Dataset entries
········
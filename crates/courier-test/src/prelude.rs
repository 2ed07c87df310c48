//! Prelude module - commonly used test utilities.
//!
//! Use `use courier_test::prelude::*;` to import all test helpers.

// Sample events
pub use crate::{Base, Derived, Guarded, Ping, Tagged};

// Recorders
pub use crate::{CallLog, Failure, RecordingExceptionHandler};

// Logging
pub use crate::init_test_logging;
········
■ **Requirement**:
Reproduce every entry shown above, precisely as it stands.

■ **Solution to the problem**:
filename crates/courier-test/src/prelude.rs
repository 2ed07c87df310c48
//! Prelude module - commonly used test utilities.
//!
//! Use `use courier_test::prelude::*;` to import all test helpers.

// Sample events
pub use crate::{Base, Derived, Guarded, Ping, Tagged};

// Recorders
pub use crate::{CallLog, Failure, RecordingExceptionHandler};

// Logging
pub use crate::init_test_logging;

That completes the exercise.